(Saved data entries)
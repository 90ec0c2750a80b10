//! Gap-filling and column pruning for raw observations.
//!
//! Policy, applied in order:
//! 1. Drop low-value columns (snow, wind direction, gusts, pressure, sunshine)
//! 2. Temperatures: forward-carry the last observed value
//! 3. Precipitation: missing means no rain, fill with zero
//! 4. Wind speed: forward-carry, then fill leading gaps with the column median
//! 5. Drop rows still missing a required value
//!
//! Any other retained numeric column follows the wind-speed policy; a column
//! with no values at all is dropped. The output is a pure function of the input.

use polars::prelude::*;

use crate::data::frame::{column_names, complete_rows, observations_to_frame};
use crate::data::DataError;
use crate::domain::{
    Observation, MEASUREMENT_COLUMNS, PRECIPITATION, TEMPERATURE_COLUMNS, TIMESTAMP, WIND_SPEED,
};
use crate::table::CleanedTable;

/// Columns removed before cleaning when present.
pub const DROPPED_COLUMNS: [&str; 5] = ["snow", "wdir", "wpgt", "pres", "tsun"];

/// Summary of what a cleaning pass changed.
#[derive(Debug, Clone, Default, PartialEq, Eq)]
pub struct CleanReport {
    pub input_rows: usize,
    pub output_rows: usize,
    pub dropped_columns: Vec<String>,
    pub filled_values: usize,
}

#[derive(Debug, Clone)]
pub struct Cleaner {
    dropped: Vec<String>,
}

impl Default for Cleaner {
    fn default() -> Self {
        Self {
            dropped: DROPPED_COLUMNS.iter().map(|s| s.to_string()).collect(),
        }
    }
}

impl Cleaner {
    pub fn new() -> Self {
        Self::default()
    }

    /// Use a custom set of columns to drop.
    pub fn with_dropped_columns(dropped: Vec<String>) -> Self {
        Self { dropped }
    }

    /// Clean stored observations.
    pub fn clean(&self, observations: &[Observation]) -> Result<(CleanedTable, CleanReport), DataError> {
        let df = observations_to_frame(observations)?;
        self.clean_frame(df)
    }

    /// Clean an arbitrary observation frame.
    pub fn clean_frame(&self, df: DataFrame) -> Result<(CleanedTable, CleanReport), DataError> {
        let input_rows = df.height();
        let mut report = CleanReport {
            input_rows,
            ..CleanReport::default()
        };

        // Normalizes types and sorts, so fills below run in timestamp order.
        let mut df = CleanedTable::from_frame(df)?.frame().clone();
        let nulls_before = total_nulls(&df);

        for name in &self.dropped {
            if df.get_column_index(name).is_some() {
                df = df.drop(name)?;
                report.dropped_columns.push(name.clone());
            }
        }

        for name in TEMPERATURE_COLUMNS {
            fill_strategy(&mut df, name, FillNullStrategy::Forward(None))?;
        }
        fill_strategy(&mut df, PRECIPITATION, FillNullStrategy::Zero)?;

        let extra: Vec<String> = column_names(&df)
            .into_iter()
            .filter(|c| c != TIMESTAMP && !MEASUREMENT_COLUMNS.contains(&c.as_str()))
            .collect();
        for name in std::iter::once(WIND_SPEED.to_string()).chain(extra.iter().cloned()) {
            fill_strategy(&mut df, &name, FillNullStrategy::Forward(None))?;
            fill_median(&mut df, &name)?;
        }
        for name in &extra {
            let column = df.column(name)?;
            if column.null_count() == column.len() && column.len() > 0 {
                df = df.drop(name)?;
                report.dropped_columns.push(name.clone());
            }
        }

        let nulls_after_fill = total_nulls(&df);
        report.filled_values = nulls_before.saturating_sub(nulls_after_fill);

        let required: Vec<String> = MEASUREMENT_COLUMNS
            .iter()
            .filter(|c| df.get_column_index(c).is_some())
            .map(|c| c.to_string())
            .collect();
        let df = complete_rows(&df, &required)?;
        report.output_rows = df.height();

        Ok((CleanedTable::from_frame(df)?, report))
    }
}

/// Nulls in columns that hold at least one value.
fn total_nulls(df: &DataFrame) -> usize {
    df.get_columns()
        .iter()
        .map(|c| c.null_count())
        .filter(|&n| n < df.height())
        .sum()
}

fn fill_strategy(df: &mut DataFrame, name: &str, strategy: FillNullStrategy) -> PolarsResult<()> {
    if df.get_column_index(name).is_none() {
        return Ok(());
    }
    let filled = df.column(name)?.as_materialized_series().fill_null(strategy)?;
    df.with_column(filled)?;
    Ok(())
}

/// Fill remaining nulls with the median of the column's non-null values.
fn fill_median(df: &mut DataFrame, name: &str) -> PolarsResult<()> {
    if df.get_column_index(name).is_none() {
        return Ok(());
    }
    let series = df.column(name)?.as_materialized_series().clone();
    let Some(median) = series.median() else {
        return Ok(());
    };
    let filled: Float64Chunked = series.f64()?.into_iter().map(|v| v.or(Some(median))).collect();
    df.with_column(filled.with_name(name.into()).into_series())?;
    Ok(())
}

==

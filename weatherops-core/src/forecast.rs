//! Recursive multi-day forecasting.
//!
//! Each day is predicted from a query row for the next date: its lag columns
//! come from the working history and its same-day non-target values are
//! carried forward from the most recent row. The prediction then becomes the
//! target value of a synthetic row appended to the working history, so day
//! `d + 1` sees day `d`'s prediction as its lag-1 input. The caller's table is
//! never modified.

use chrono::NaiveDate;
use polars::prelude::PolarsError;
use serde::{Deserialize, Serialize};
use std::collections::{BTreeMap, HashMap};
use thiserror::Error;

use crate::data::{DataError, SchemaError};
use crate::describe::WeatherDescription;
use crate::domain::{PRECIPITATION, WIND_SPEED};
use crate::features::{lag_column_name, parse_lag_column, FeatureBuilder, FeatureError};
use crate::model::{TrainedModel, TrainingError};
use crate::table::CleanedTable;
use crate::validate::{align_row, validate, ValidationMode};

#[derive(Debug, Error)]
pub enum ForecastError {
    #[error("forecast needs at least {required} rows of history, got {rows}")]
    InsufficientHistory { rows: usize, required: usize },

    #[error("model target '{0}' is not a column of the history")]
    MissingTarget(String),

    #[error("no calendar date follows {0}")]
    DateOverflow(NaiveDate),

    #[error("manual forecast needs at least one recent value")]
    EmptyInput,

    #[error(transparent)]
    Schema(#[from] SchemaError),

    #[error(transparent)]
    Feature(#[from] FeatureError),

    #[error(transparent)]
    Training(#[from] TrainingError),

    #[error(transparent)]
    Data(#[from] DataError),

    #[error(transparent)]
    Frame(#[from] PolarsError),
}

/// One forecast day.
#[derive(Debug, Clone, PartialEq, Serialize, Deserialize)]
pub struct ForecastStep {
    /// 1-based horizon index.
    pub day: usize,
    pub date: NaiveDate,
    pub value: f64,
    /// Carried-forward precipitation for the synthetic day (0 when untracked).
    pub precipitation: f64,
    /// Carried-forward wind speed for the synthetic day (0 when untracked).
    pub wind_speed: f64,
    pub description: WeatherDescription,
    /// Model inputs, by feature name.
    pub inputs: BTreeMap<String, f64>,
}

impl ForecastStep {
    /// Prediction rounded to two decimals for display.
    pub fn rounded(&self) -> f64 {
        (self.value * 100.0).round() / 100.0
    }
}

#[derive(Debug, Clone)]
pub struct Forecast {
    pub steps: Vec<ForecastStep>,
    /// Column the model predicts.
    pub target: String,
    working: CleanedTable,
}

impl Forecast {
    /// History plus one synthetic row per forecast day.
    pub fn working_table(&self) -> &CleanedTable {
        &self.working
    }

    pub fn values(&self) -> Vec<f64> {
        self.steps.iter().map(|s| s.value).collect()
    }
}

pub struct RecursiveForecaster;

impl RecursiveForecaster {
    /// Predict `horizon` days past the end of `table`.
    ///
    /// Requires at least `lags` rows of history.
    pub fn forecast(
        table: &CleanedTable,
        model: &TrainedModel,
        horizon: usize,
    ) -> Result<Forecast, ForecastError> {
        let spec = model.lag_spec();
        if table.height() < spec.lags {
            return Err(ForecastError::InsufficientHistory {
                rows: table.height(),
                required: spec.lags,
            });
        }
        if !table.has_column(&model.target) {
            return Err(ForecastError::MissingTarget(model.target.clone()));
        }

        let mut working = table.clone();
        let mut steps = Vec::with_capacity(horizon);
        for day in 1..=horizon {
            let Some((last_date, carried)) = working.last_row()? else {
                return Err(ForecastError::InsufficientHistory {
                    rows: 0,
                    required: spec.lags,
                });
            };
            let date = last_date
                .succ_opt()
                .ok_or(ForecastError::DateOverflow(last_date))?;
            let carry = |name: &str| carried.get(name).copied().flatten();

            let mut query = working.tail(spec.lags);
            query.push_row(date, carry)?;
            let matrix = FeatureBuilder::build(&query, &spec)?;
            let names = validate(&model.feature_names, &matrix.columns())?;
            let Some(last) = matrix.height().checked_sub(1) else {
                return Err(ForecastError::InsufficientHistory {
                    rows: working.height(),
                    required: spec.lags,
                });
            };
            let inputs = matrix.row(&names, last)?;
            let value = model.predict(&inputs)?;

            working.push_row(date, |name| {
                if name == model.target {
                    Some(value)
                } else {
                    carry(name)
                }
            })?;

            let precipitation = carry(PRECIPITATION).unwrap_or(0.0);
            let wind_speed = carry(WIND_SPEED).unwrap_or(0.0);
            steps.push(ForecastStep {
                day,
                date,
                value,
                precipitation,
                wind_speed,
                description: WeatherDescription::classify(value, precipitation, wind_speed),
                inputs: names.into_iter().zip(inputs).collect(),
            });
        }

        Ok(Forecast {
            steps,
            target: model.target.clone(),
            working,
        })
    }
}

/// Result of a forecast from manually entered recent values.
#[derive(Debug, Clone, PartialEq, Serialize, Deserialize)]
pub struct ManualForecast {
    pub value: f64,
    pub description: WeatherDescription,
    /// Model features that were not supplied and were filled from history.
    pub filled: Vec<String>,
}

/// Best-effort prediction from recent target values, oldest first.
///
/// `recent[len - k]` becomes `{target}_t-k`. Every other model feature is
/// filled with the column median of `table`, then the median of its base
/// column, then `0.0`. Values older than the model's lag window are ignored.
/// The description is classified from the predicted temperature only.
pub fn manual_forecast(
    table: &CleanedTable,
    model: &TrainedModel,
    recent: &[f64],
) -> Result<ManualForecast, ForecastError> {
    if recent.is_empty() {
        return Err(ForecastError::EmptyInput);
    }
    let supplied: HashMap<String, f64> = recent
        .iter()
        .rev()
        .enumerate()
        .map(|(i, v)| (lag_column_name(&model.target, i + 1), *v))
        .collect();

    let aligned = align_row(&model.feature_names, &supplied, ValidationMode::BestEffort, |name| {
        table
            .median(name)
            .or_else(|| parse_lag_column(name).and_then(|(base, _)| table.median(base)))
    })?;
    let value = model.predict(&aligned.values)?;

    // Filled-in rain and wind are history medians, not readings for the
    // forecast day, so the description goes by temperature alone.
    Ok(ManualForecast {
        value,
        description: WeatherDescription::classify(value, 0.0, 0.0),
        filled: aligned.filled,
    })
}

...

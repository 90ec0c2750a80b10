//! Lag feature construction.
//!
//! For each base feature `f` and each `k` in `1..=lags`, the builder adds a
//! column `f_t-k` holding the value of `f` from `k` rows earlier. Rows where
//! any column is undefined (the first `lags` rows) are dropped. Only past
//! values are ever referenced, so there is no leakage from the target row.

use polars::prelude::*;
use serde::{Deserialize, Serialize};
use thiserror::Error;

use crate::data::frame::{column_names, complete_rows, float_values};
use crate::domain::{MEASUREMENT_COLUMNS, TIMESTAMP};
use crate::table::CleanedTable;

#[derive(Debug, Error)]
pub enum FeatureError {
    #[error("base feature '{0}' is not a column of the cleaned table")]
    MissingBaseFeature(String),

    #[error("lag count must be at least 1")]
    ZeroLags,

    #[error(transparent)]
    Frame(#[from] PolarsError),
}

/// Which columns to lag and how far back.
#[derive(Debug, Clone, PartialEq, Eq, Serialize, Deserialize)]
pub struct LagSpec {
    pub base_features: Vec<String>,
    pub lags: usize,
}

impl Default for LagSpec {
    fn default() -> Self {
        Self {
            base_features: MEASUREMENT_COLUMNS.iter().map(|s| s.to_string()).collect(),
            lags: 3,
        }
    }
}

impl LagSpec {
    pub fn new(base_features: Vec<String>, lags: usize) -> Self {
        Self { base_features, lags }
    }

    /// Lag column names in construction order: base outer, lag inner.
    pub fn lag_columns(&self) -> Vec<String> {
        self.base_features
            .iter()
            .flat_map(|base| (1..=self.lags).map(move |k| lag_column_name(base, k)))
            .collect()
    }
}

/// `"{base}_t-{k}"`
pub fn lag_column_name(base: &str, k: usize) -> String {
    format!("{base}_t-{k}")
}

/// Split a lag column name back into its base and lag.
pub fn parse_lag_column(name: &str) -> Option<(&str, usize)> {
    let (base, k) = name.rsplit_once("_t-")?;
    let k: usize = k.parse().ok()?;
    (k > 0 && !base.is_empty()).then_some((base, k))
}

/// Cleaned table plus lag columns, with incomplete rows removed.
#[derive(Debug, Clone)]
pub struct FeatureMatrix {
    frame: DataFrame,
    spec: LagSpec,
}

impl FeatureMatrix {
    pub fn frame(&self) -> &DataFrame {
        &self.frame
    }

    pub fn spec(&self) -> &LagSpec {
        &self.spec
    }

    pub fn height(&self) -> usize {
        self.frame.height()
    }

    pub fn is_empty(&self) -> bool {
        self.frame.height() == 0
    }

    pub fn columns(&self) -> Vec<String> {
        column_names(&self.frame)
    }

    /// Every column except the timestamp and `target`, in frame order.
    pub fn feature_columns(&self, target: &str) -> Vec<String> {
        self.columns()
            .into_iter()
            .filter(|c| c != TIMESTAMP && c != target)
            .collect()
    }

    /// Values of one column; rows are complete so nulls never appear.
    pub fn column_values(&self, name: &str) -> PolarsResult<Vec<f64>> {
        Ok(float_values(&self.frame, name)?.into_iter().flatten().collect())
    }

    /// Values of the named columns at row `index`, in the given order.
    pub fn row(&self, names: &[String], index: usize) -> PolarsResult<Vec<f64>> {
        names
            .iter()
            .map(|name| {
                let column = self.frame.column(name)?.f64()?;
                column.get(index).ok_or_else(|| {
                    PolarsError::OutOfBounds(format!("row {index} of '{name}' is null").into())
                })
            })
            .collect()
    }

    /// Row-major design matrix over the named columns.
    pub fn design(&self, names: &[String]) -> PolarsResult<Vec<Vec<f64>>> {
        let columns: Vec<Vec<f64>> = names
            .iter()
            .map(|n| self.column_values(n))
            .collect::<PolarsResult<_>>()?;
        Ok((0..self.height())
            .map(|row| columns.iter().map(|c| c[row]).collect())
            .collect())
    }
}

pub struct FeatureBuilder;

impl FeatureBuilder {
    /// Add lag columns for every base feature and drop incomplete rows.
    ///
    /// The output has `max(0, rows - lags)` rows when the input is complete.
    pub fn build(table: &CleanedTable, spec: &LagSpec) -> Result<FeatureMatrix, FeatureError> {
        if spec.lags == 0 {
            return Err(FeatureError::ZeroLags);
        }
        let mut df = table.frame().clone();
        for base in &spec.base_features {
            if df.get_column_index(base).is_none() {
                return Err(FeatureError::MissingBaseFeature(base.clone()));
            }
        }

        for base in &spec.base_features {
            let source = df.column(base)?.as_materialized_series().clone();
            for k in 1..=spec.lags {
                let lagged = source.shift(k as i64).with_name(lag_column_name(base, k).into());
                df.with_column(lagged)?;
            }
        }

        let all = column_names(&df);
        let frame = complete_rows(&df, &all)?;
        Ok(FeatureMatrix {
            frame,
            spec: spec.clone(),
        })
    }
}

[REQUIREMENT]
Where a line of the records above holds the word "return", copy that line.

[OUTPUT FOR THIS EXERCISE]
        return Ok(());
        return Ok(());
        return Ok(());
            return Err(ForecastError::InsufficientHistory {
            return Err(ForecastError::MissingTarget(model.target.clone()));
                return Err(ForecastError::InsufficientHistory {
                return Err(ForecastError::InsufficientHistory {
        return Err(ForecastError::EmptyInput);
            return Err(FeatureError::ZeroLags);
                return Err(FeatureError::MissingBaseFeature(base.clone()));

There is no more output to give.